Even though his doctor told him there was no hope, Bill opted for surgery in October to have three large tumors removed.
“I have seven children and I’ve traveled all around the world,” he said. “I thought if this is it, then this is it.”
Eleven days after his surgery, Bill’s wife Kathy was on her way to pick him up from a rehab center when she caught a glimpse of a little white dog trotting down the road. She was in a hurry, but she knew he was in great danger of being struck by a car, so she stopped.
“He walked past six other cars right up to the side of my car and put his paws up on the door,” she said.
Kathy fell in love immediately, but Bill wasn’t so sure.
“I hadn’t had a dog in twenty years and I had no desire to have a dog,” he said. “I kept saying we need to find his owner.”

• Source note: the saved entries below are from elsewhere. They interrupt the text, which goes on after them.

//! Gapless playback scheduling
//! Turns irregularly arriving frames into back-to-back chunks on the output graph clock.

use serde::Serialize;
use std::time::Duration;

use super::{frames_to_duration, AudioFrame, Channel, OutputGraph};

#[derive(Clone, Copy, Debug, PartialEq)]
pub struct SchedulerSettings {
    /// Lead given to the first chunk after a channel is enabled
    pub safety_margin: Duration,
    /// Nothing is scheduled closer to the clock than this
    pub min_latency: Duration,
    /// Chunks starting further ahead of the clock than this are dropped (None = unbounded)
    pub max_horizon: Option<Duration>,
}

impl Default for SchedulerSettings {
    fn default() -> Self {
        Self {
            safety_margin: Duration::from_millis(30),
            min_latency: Duration::from_millis(20),
            max_horizon: Some(Duration::from_millis(500)),
        }
    }
}

/// Observable playback state of one channel
#[derive(Clone, Copy, Debug, PartialEq, Eq, Serialize)]
pub enum ChannelMode {
    Disabled,
    EnabledUnmuted,
    EnabledMuted,
}

#[derive(Clone, Copy, Debug, Default, PartialEq, Serialize)]
pub struct ChannelPlaybackState {
    pub enabled: bool,
    pub muted: bool,
    /// Where the next chunk should start on the graph clock
    pub next_start_time: Duration,
    /// Set once a chunk has been scheduled since the last enable
    #[serde(skip)]
    primed: bool,
}

impl ChannelPlaybackState {
    pub fn mode(&self) -> ChannelMode {
        match (self.enabled, self.muted) {
            (false, _) => ChannelMode::Disabled,
            (true, false) => ChannelMode::EnabledUnmuted,
            (true, true) => ChannelMode::EnabledMuted,
        }
    }
}

#[derive(Clone, Copy, Debug, PartialEq, Eq)]
pub enum SkipReason {
    Disabled,
    Muted,
    Empty,
}

#[derive(Clone, Copy, Debug, PartialEq, Eq)]
pub enum ScheduleOutcome {
    Scheduled {
        start_at: Duration,
        duration: Duration,
        /// The channel had fallen behind the clock and was clamped forward
        underrun: bool,
    },
    Skipped(SkipReason),
    /// The chunk would have started beyond the look-ahead horizon
    Dropped { start_at: Duration },
}

#[derive(Clone, Copy, Debug, Default, PartialEq, Eq, Serialize)]
pub struct SchedulerStats {
    pub scheduled_chunks: u64,
    pub underruns: u64,
    pub overruns: u64,
}

/// Normalize to [-1, 1) and soft clip with tanh so later gain staging saturates smoothly
pub fn normalize_and_soft_clip(samples: &[i16]) -> Vec<f32> {
    samples
        .iter()
        .map(|&s| (s as f32 / 32768.0).tanh())
        .collect()
}

/// Per-session scheduler owning each channel's playback state
#[derive(Debug, Default)]
pub struct PlaybackScheduler {
    settings: SchedulerSettings,
    channels: [ChannelPlaybackState; 2],
    stats: SchedulerStats,
}

impl PlaybackScheduler {
    pub fn new(settings: SchedulerSettings) -> Self {
        Self {
            settings,
            channels: [ChannelPlaybackState::default(); 2],
            stats: SchedulerStats::default(),
        }
    }

    /// Flip enabled. Enabling restarts the channel's timeline at `now + safety_margin`.
    pub fn toggle_enabled(&mut self, channel: Channel, now: Duration) -> ChannelMode {
        let state = &mut self.channels[channel.index()];
        state.enabled = !state.enabled;
        if state.enabled {
            state.next_start_time = now + self.settings.safety_margin;
            state.primed = false;
        }
        tracing::info!("Channel {} is now {:?}", channel, state.mode());
        state.mode()
    }

    /// Flip muted. Ignored while the channel is disabled.
    pub fn toggle_mute(&mut self, channel: Channel) -> ChannelMode {
        let state = &mut self.channels[channel.index()];
        if !state.enabled {
            tracing::debug!("Channel {} is disabled, ignoring mute toggle", channel);
            return state.mode();
        }
        state.muted = !state.muted;
        tracing::info!("Channel {} mute set to: {}", channel, state.muted);
        state.mode()
    }

    pub fn channel(&self, channel: Channel) -> &ChannelPlaybackState {
        &self.channels[channel.index()]
    }

    pub fn channels(&self) -> &[ChannelPlaybackState; 2] {
        &self.channels
    }

    pub fn mode(&self, channel: Channel) -> ChannelMode {
        self.channels[channel.index()].mode()
    }

    pub fn stats(&self) -> SchedulerStats {
        self.stats
    }

    /// Schedule both channels of a frame
    pub fn schedule_frame<G: OutputGraph + ?Sized>(
        &mut self,
        frame: &AudioFrame,
        graph: &mut G,
    ) -> [ScheduleOutcome; 2] {
        Channel::ALL.map(|channel| self.schedule_chunk(channel, frame.samples(channel), &mut *graph))
    }

    /// Schedule one channel's samples directly after the previous chunk, or as soon
    /// as the renderer allows if the channel has fallen behind.
    pub fn schedule_chunk<G: OutputGraph + ?Sized>(
        &mut self,
        channel: Channel,
        samples: &[i16],
        graph: &mut G,
    ) -> ScheduleOutcome {
        let state = &mut self.channels[channel.index()];
        match state.mode() {
            ChannelMode::Disabled => return ScheduleOutcome::Skipped(SkipReason::Disabled),
            ChannelMode::EnabledMuted => return ScheduleOutcome::Skipped(SkipReason::Muted),
            ChannelMode::EnabledUnmuted => {}
        }
        if samples.is_empty() {
            return ScheduleOutcome::Skipped(SkipReason::Empty);
        }

        let now = graph.current_time();
        let duration = frames_to_duration(samples.len() as u64);
        let earliest = now + self.settings.min_latency;
        let start_at = state.next_start_time.max(earliest);

        if let Some(horizon) = self.settings.max_horizon {
            if start_at.saturating_sub(now) > horizon {
                self.stats.overruns += 1;
                tracing::debug!(
                    "Channel {} ahead of clock by {:?}, dropping {} frames",
                    channel,
                    start_at.saturating_sub(now),
                    samples.len()
                );
                return ScheduleOutcome::Dropped { start_at };
            }
        }

        let underrun = state.primed && state.next_start_time < earliest;
        if underrun {
            self.stats.underruns += 1;
            tracing::debug!(
                "Channel {} underrun, clamped forward by {:?}",
                channel,
                earliest - state.next_start_time
            );
        }

        graph.submit(channel, normalize_and_soft_clip(samples), start_at);
        state.next_start_time = start_at + duration;
        state.primed = true;
        self.stats.scheduled_chunks += 1;

        ScheduleOutcome::Scheduled {
            start_at,
            duration,
            underrun,
        }
    }
}
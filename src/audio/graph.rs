//! Output signal graph
//! Per channel: low-pass filter -> channel gain, both channels summed into master gain -> sink

use biquad::{Biquad, Coefficients, DirectForm1, ToHertz, Type};
use serde::Serialize;
use std::collections::VecDeque;
use std::time::Duration;
use thiserror::Error;

use super::{duration_to_frames, frames_to_duration, Channel, SAMPLE_RATE};

#[derive(Error, Debug, Clone, PartialEq)]
pub enum GraphInitError {
    #[error("No output device available")]
    NoOutputDevice,
    #[error("Output device '{0}' not found")]
    DeviceNotFound(String),
    #[error("Failed to enumerate output devices: {0}")]
    Enumerate(String),
    #[error("Failed to build output stream: {0}")]
    BuildStream(String),
    #[error("Failed to start output stream: {0}")]
    StartStream(String),
    #[error("Invalid filter parameters: {0}")]
    Filter(String),
}

/// Identity of a live graph; repeated activation returns an equal handle
#[derive(Clone, Debug, PartialEq, Eq, Serialize)]
pub struct GraphHandle {
    pub device_name: String,
    pub sample_rate: u32,
    pub output_channels: u16,
}

/// Fixed parameters of the per-channel chain
#[derive(Clone, Debug, PartialEq)]
pub struct GraphSettings {
    pub lowpass_cutoff_hz: f32,
    pub lowpass_q: f32,
    pub gain_time_constant: Duration,
}

impl Default for GraphSettings {
    fn default() -> Self {
        Self {
            lowpass_cutoff_hz: 7000.0,
            lowpass_q: 0.7,
            gain_time_constant: Duration::from_millis(10),
        }
    }
}

/// Work handed from the control side to the rendering side
#[derive(Debug)]
pub enum GraphCommand {
    Schedule {
        channel: Channel,
        start_frame: u64,
        samples: Vec<f32>,
    },
    SetChannelGain {
        channel: Channel,
        target: f32,
    },
    SetMasterGain {
        target: f32,
    },
}

/// The seam between scheduling/volume control and whatever renders audio.
///
/// All times are on the graph's own clock, which starts at zero when the
/// graph is activated and only advances while it renders.
pub trait OutputGraph {
    /// Build the graph on first call; later calls return the same handle
    fn activate(&mut self) -> Result<GraphHandle, GraphInitError>;

    fn is_active(&self) -> bool;

    /// Current position of the render clock
    fn current_time(&self) -> Duration;

    /// Queue already normalized samples to start playing at `start_at`. Never blocks.
    fn submit(&mut self, channel: Channel, samples: Vec<f32>, start_at: Duration);

    /// Ramp a channel gain stage towards `target`
    fn set_channel_gain(&mut self, channel: Channel, target: f32);

    /// Ramp the master gain stage towards `target`
    fn set_master_gain(&mut self, target: f32);
}

/// Gain stage with an exponential approach to its target
#[derive(Debug)]
struct SmoothedGain {
    current: f32,
    target: f32,
    coeff: f32,
}

impl SmoothedGain {
    fn new(value: f32, time_constant: Duration) -> Self {
        let tau_frames = time_constant.as_secs_f32() * SAMPLE_RATE as f32;
        let coeff = if tau_frames <= 0.0 {
            1.0
        } else {
            1.0 - (-1.0 / tau_frames).exp()
        };

        Self {
            current: value,
            target: value,
            coeff,
        }
    }

    fn set_target(&mut self, target: f32) {
        self.target = target;
    }

    fn next(&mut self) -> f32 {
        let delta = self.target - self.current;
        if delta.abs() < 1e-6 {
            self.current = self.target;
        } else {
            self.current += delta * self.coeff;
        }
        self.current
    }
}

#[derive(Debug)]
struct ScheduledChunk {
    start_frame: u64,
    samples: Vec<f32>,
}

impl ScheduledChunk {
    fn end_frame(&self) -> u64 {
        self.start_frame + self.samples.len() as u64
    }
}

/// One channel's filter and gain stage plus its queue of scheduled chunks
struct ChannelStrip {
    filter: DirectForm1<f32>,
    gain: SmoothedGain,
    queue: VecDeque<ScheduledChunk>,
}

impl ChannelStrip {
    fn schedule(&mut self, start_frame: u64, samples: Vec<f32>) {
        let at = self.queue.partition_point(|c| c.start_frame <= start_frame);
        self.queue.insert(at, ScheduledChunk { start_frame, samples });
    }

    /// Source sample at `position`, or silence between chunks
    fn source_sample(&mut self, position: u64) -> f32 {
        while let Some(chunk) = self.queue.front() {
            if position >= chunk.end_frame() {
                self.queue.pop_front();
                continue;
            }
            if position < chunk.start_frame {
                return 0.0;
            }
            return chunk.samples[(position - chunk.start_frame) as usize];
        }
        0.0
    }

    fn queued_frames(&self, position: u64) -> u64 {
        self.queue
            .iter()
            .map(|c| c.end_frame().saturating_sub(position.max(c.start_frame)))
            .sum()
    }
}

/// Renders the fixed topology one block at a time.
///
/// Owned by exactly one rendering context (a device callback or [`OfflineGraph`]).
pub struct GraphRenderer {
    strips: [ChannelStrip; 2],
    master: SmoothedGain,
    position: u64,
}

impl GraphRenderer {
    pub fn new(
        settings: &GraphSettings,
        master_gain: f32,
        channel_gain: [f32; 2],
    ) -> Result<Self, GraphInitError> {
        let coeffs = Coefficients::<f32>::from_params(
            Type::LowPass,
            (SAMPLE_RATE as f32).hz(),
            settings.lowpass_cutoff_hz.hz(),
            settings.lowpass_q,
        )
        .map_err(|e| GraphInitError::Filter(format!("{:?}", e)))?;

        let strip = |gain: f32| ChannelStrip {
            filter: DirectForm1::<f32>::new(coeffs),
            gain: SmoothedGain::new(gain, settings.gain_time_constant),
            queue: VecDeque::new(),
        };

        Ok(Self {
            strips: [strip(channel_gain[0]), strip(channel_gain[1])],
            master: SmoothedGain::new(master_gain, settings.gain_time_constant),
            position: 0,
        })
    }

    pub fn apply(&mut self, command: GraphCommand) {
        match command {
            GraphCommand::Schedule {
                channel,
                start_frame,
                samples,
            } => self.strips[channel.index()].schedule(start_frame, samples),
            GraphCommand::SetChannelGain { channel, target } => {
                self.strips[channel.index()].gain.set_target(target)
            }
            GraphCommand::SetMasterGain { target } => self.master.set_target(target),
        }
    }

    /// Render mono master output into `out`, advancing the clock by `out.len()` frames
    pub fn render(&mut self, out: &mut [f32]) {
        for sample in out.iter_mut() {
            let mut mixed = 0.0f32;
            for strip in self.strips.iter_mut() {
                let source = strip.source_sample(self.position);
                let filtered = strip.filter.run(source);
                mixed += filtered * strip.gain.next();
            }
            *sample = mixed * self.master.next();
            self.position += 1;
        }
    }

    /// Frames rendered since activation
    pub fn position(&self) -> u64 {
        self.position
    }

    /// Frames still waiting to be played on `channel`
    pub fn queued_frames(&self, channel: Channel) -> u64 {
        self.strips[channel.index()].queued_frames(self.position)
    }

    pub fn channel_gain(&self, channel: Channel) -> f32 {
        self.strips[channel.index()].gain.current
    }

    pub fn master_gain(&self) -> f32 {
        self.master.current
    }
}

/// Gain targets remembered before the graph exists
#[derive(Clone, Copy, Debug)]
pub(crate) struct GainTargets {
    pub master: f32,
    pub channel: [f32; 2],
}

impl Default for GainTargets {
    fn default() -> Self {
        Self {
            master: 1.0,
            channel: [1.0, 1.0],
        }
    }
}

/// A submitted chunk as seen by [`OfflineGraph`]
#[derive(Clone, Debug, PartialEq)]
pub struct Submission {
    pub channel: Channel,
    pub start_at: Duration,
    pub frames: usize,
}

/// Device-less graph rendering into memory; the clock moves only on `render`
pub struct OfflineGraph {
    settings: GraphSettings,
    renderer: Option<GraphRenderer>,
    gains: GainTargets,
    submissions: Vec<Submission>,
}

impl OfflineGraph {
    pub fn new(settings: GraphSettings) -> Self {
        Self {
            settings,
            renderer: None,
            gains: GainTargets::default(),
            submissions: Vec::new(),
        }
    }

    /// Render `frames` frames of master output. Inactive graphs return silence without advancing.
    pub fn render(&mut self, frames: usize) -> Vec<f32> {
        let mut out = vec![0.0f32; frames];
        if let Some(renderer) = self.renderer.as_mut() {
            renderer.render(&mut out);
        }
        out
    }

    /// Advance the clock by `elapsed`, discarding the output
    pub fn advance(&mut self, elapsed: Duration) {
        let frames = duration_to_frames(elapsed) as usize;
        self.render(frames);
    }

    /// Every chunk submitted so far, in submission order
    pub fn submissions(&self) -> &[Submission] {
        &self.submissions
    }

    pub fn renderer(&self) -> Option<&GraphRenderer> {
        self.renderer.as_ref()
    }
}

impl Default for OfflineGraph {
    fn default() -> Self {
        Self::new(GraphSettings::default())
    }
}

impl OutputGraph for OfflineGraph {
    fn activate(&mut self) -> Result<GraphHandle, GraphInitError> {
        if self.renderer.is_none() {
            self.renderer = Some(GraphRenderer::new(
                &self.settings,
                self.gains.master,
                self.gains.channel,
            )?);
            tracing::info!("Offline output graph built");
        }

        Ok(GraphHandle {
            device_name: "offline".to_string(),
            sample_rate: SAMPLE_RATE,
            output_channels: 1,
        })
    }

    fn is_active(&self) -> bool {
        self.renderer.is_some()
    }

    fn current_time(&self) -> Duration {
        self.renderer
            .as_ref()
            .map(|r| frames_to_duration(r.position()))
            .unwrap_or_default()
    }

    fn submit(&mut self, channel: Channel, samples: Vec<f32>, start_at: Duration) {
        let Some(renderer) = self.renderer.as_mut() else {
            tracing::debug!("Dropping {} chunk submitted before activation", channel);
            return;
        };

        self.submissions.push(Submission {
            channel,
            start_at,
            frames: samples.len(),
        });
        renderer.apply(GraphCommand::Schedule {
            channel,
            start_frame: duration_to_frames(start_at),
            samples,
        });
    }

    fn set_channel_gain(&mut self, channel: Channel, target: f32) {
        self.gains.channel[channel.index()] = target;
        if let Some(renderer) = self.renderer.as_mut() {
            renderer.apply(GraphCommand::SetChannelGain { channel, target });
        }
    }

    fn set_master_gain(&mut self, target: f32) {
        self.gains.master = target;
        if let Some(renderer) = self.renderer.as_mut() {
            renderer.apply(GraphCommand::SetMasterGain { target });
        }
    }
}
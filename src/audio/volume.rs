use serde::{Deserialize, Serialize};

use super::{Channel, ChannelPlaybackState, OutputGraph};

/// Lowest accepted gain
pub const MIN_GAIN: f32 = 0.0;
/// Highest accepted gain (400%)
pub const MAX_GAIN: f32 = 4.0;

const DEFAULT_MASTER_GAIN: f32 = 2.5;
const DEFAULT_CHANNEL_GAIN: f32 = 1.0;

/// User-controlled gains for the session
#[derive(Clone, Copy, Debug, PartialEq, Serialize, Deserialize)]
pub struct VolumeState {
    pub master_gain: f32,
    pub channel_gain: [f32; 2],
}

impl Default for VolumeState {
    fn default() -> Self {
        Self {
            master_gain: DEFAULT_MASTER_GAIN,
            channel_gain: [DEFAULT_CHANNEL_GAIN; 2],
        }
    }
}

/// Clamp into [MIN_GAIN, MAX_GAIN]; NaN becomes silence
fn clamp_gain(value: f32) -> f32 {
    if value.is_nan() {
        return MIN_GAIN;
    }
    value.clamp(MIN_GAIN, MAX_GAIN)
}

/// Holds gain parameters and pushes them to the graph's gain stages
#[derive(Debug, Default)]
pub struct VolumeController {
    state: VolumeState,
}

impl VolumeController {
    pub fn new(initial: VolumeState) -> Self {
        Self {
            state: VolumeState {
                master_gain: clamp_gain(initial.master_gain),
                channel_gain: initial.channel_gain.map(clamp_gain),
            },
        }
    }

    /// Set master gain, clamped. Returns the stored value.
    pub fn set_master(&mut self, value: f32) -> f32 {
        self.state.master_gain = clamp_gain(value);
        self.state.master_gain
    }

    /// Set a channel gain, clamped. Returns the stored value.
    pub fn set_channel_gain(&mut self, channel: Channel, value: f32) -> f32 {
        let clamped = clamp_gain(value);
        self.state.channel_gain[channel.index()] = clamped;
        clamped
    }

    pub fn master(&self) -> f32 {
        self.state.master_gain
    }

    pub fn channel_gain(&self, channel: Channel) -> f32 {
        self.state.channel_gain[channel.index()]
    }

    pub fn state(&self) -> VolumeState {
        self.state
    }

    /// Gain actually applied to a channel: zero while muted
    pub fn effective_gain(&self, channel: Channel, muted: bool) -> f32 {
        if muted {
            0.0
        } else {
            self.channel_gain(channel)
        }
    }

    /// Push current master and effective channel gains to the graph.
    /// The graph ramps towards them, so re-pushing unchanged values is harmless.
    pub fn apply<G: OutputGraph + ?Sized>(&self, graph: &mut G, channels: &[ChannelPlaybackState; 2]) {
        graph.set_master_gain(self.state.master_gain);
        for channel in Channel::ALL {
            let muted = channels[channel.index()].muted;
            graph.set_channel_gain(channel, self.effective_gain(channel, muted));
        }
    }
}
impl<G: OutputGraph> Monitor<G> {
    pub fn new(config: &MonitorConfig, mut graph: G) -> Self {
        let volume = VolumeController::new(config.volume());
        let scheduler = PlaybackScheduler::new(config.scheduler_settings());
        volume.apply(&mut graph, scheduler.channels());

        let (events, _) = broadcast::channel(config.event_capacity.max(1));

        Self {
            graph,
            volume,
            scheduler,
            connection: ConnectionState::default(),
            packets: PacketStats::default(),
            playback_error: None,
            latest_frame: Arc::new(Mutex::new(FrameEvent::silence())),
            events,
        }
    }

    pub fn subscribe(&self) -> broadcast::Receiver<MonitorEvent> {
        self.events.subscribe()
    }

    pub fn graph(&self) -> &G {
        &self.graph
    }

    pub fn graph_mut(&mut self) -> &mut G {
        &mut self.graph
    }

    fn publish(&self, event: MonitorEvent) {
        // No subscribers is fine
        let _ = self.events.send(event);
    }

    fn publish_frame(&self, event: FrameEvent) {
        *self.latest_frame.lock() = event.clone();
        self.publish(MonitorEvent::Frame(event));
    }

    /// Decode a packet, schedule what is audible and publish the frame for metering.
    /// Malformed packets are dropped and the stream continues.
    pub fn on_packet(&mut self, buffer: &[u8]) -> Result<FrameEvent, DecodeError> {
        self.packets.received += 1;

        let frame = match decode(buffer) {
            Ok(frame) => Arc::new(frame),
            Err(e) => {
                self.packets.rejected += 1;
                tracing::warn!("Rejected packet: {}", e);
                self.publish(MonitorEvent::PacketRejected { len: buffer.len() });
                return Err(e);
            }
        };

        self.scheduler.schedule_frame(&frame, &mut self.graph);

        let event = FrameEvent::new(frame);
        self.publish_frame(event.clone());
        Ok(event)
    }

    pub fn connect(&mut self, device_name: Option<String>) {
        let device_name = device_name.unwrap_or_else(|| DEFAULT_DEVICE_NAME.to_string());
        tracing::info!("Sensor connected: {}", device_name);

        self.connection = ConnectionState {
            is_connected: true,
            device_name: Some(device_name),
        };
        self.publish(MonitorEvent::ConnectionChanged(self.connection.clone()));
    }

    /// Forget the sensor and reset metering to silence
    pub fn disconnect(&mut self) {
        tracing::info!("Sensor disconnected");

        self.connection = ConnectionState::default();
        self.publish(MonitorEvent::ConnectionChanged(self.connection.clone()));
        self.publish_frame(FrameEvent::silence());
    }

    pub fn set_master(&mut self, value: f32) -> f32 {
        let applied = self.volume.set_master(value);
        self.push_volume();
        applied
    }

    pub fn set_channel_gain(&mut self, channel: Channel, value: f32) -> f32 {
        let applied = self.volume.set_channel_gain(channel, value);
        self.push_volume();
        applied
    }

    fn push_volume(&mut self) {
        self.volume.apply(&mut self.graph, self.scheduler.channels());
        self.publish(MonitorEvent::VolumeChanged(self.volume.state()));
    }

    /// Flip a channel's mute. Disabled channels are left untouched.
    pub fn toggle_mute(&mut self, channel: Channel) -> ChannelMode {
        if !self.scheduler.channel(channel).enabled {
            return self.scheduler.mode(channel);
        }
        let mode = self.scheduler.toggle_mute(channel);
        self.volume.apply(&mut self.graph, self.scheduler.channels());
        self.publish(MonitorEvent::ChannelChanged { channel, mode });
        mode
    }

    /// Flip a channel between disabled and enabled. The output graph is built on the
    /// first enable; if that fails the channel stays disabled for the rest of the session.
    pub fn toggle_enabled(&mut self, channel: Channel) -> ChannelMode {
        let enabling = !self.scheduler.channel(channel).enabled;
        if enabling && !self.ensure_graph() {
            return self.scheduler.mode(channel);
        }

        let mode = self
            .scheduler
            .toggle_enabled(channel, self.graph.current_time());
        self.publish(MonitorEvent::ChannelChanged { channel, mode });
        mode
    }

    fn ensure_graph(&mut self) -> bool {
        if let Some(e) = &self.playback_error {
            tracing::warn!("Playback unavailable: {}", e);
            self.publish(MonitorEvent::PlaybackUnavailable {
                reason: e.to_string(),
            });
            return false;
        }

        match self.graph.activate() {
            Ok(handle) => {
                tracing::debug!("Output graph active on {}", handle.device_name);
                true
            }
            Err(e) => {
                tracing::warn!("Failed to start playback: {}", e);
                self.publish(MonitorEvent::PlaybackUnavailable {
                    reason: e.to_string(),
                });
                self.playback_error = Some(e);
                false
            }
        }
    }

    pub fn snapshot(&self) -> MonitorSnapshot {
        let channels = *self.scheduler.channels();
        MonitorSnapshot {
            volume: self.volume.state(),
            effective_gain: Channel::ALL
                .map(|c| self.volume.effective_gain(c, channels[c.index()].muted)),
            channels,
            scheduler: self.scheduler.stats(),
            packets: self.packets,
            connection: self.connection.clone(),
            playback_available: self.playback_error.is_none(),
        }
    }

    pub fn handle_command(&mut self, command: MonitorCommand) -> ControlFlow<()> {
        match command {
            MonitorCommand::Packet(buffer) => {
                // Rejections are already logged and published
                let _ = self.on_packet(&buffer);
            }
            MonitorCommand::Connected { device_name } => self.connect(device_name),
            MonitorCommand::Disconnected => self.disconnect(),
            MonitorCommand::SetMaster(value) => {
                self.set_master(value);
            }
            MonitorCommand::SetChannelGain(channel, value) => {
                self.set_channel_gain(channel, value);
            }
            MonitorCommand::ToggleMute(channel) => {
                self.toggle_mute(channel);
            }
            MonitorCommand::ToggleEnabled(channel) => {
                self.toggle_enabled(channel);
            }
            MonitorCommand::Snapshot(reply) => {
                let _ = reply.send(self.snapshot());
            }
            MonitorCommand::Shutdown => return ControlFlow::Break(()),
        }
        ControlFlow::Continue(())
    }

    /// Process commands strictly in arrival order until shutdown or every handle is dropped
    pub async fn run(mut self, mut commands: mpsc::UnboundedReceiver<MonitorCommand>) {
        tracing::info!("Monitor started");
        while let Some(command) = commands.recv().await {
            if self.handle_command(command).is_break() {
                break;
            }
        }
        tracing::info!("Monitor stopped");
    }
}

They searched high and low for the pup’s owner, and though nearly a dozen people stepped forward, none were the rightful owner. A vet visit determined that the Maltese was around six years old, and though fixed, he was not microchipped.
As the weeks passed, Bill and the dog – who was named Mahjong after Kathy’s favorite game – grew close. Whenever Bill sat down, Mahjong leaped onto his lap. When the man napped, his dog curled up right next to him. Mahjong would dance about excitedly whenever Bill returned home, and he couldn’t help but to feel some of that excitement, too.
Bill recently underwent chemotherapy, and just before Christmas, he was given some wonderful news – tests showed that he was free of cancer.
Though obviously the surgery and chemotherapy played a role, doctors are baffled at how a man given a death sentence has made such a miraculous recovery. Kathy and Bill believe their recent addition has been a key factor.
“The dog seemed to know right away that Bill was sick and it was his job to take care of him – and Bill knew it was his job to take care of the dog,” Kathy said.
Her husband agrees, noting that he and Mahjong gave each other a sense of purpose. He knows medical care and luck are the main reasons he is in remission, but feels that Mahjong certainly helped.
Bill still has two courses of chemo to complete, but is happy to be able to spend the holidays with his family.
“My life has been a miracle,” he said. “And now Mahjong is part of that miracle.”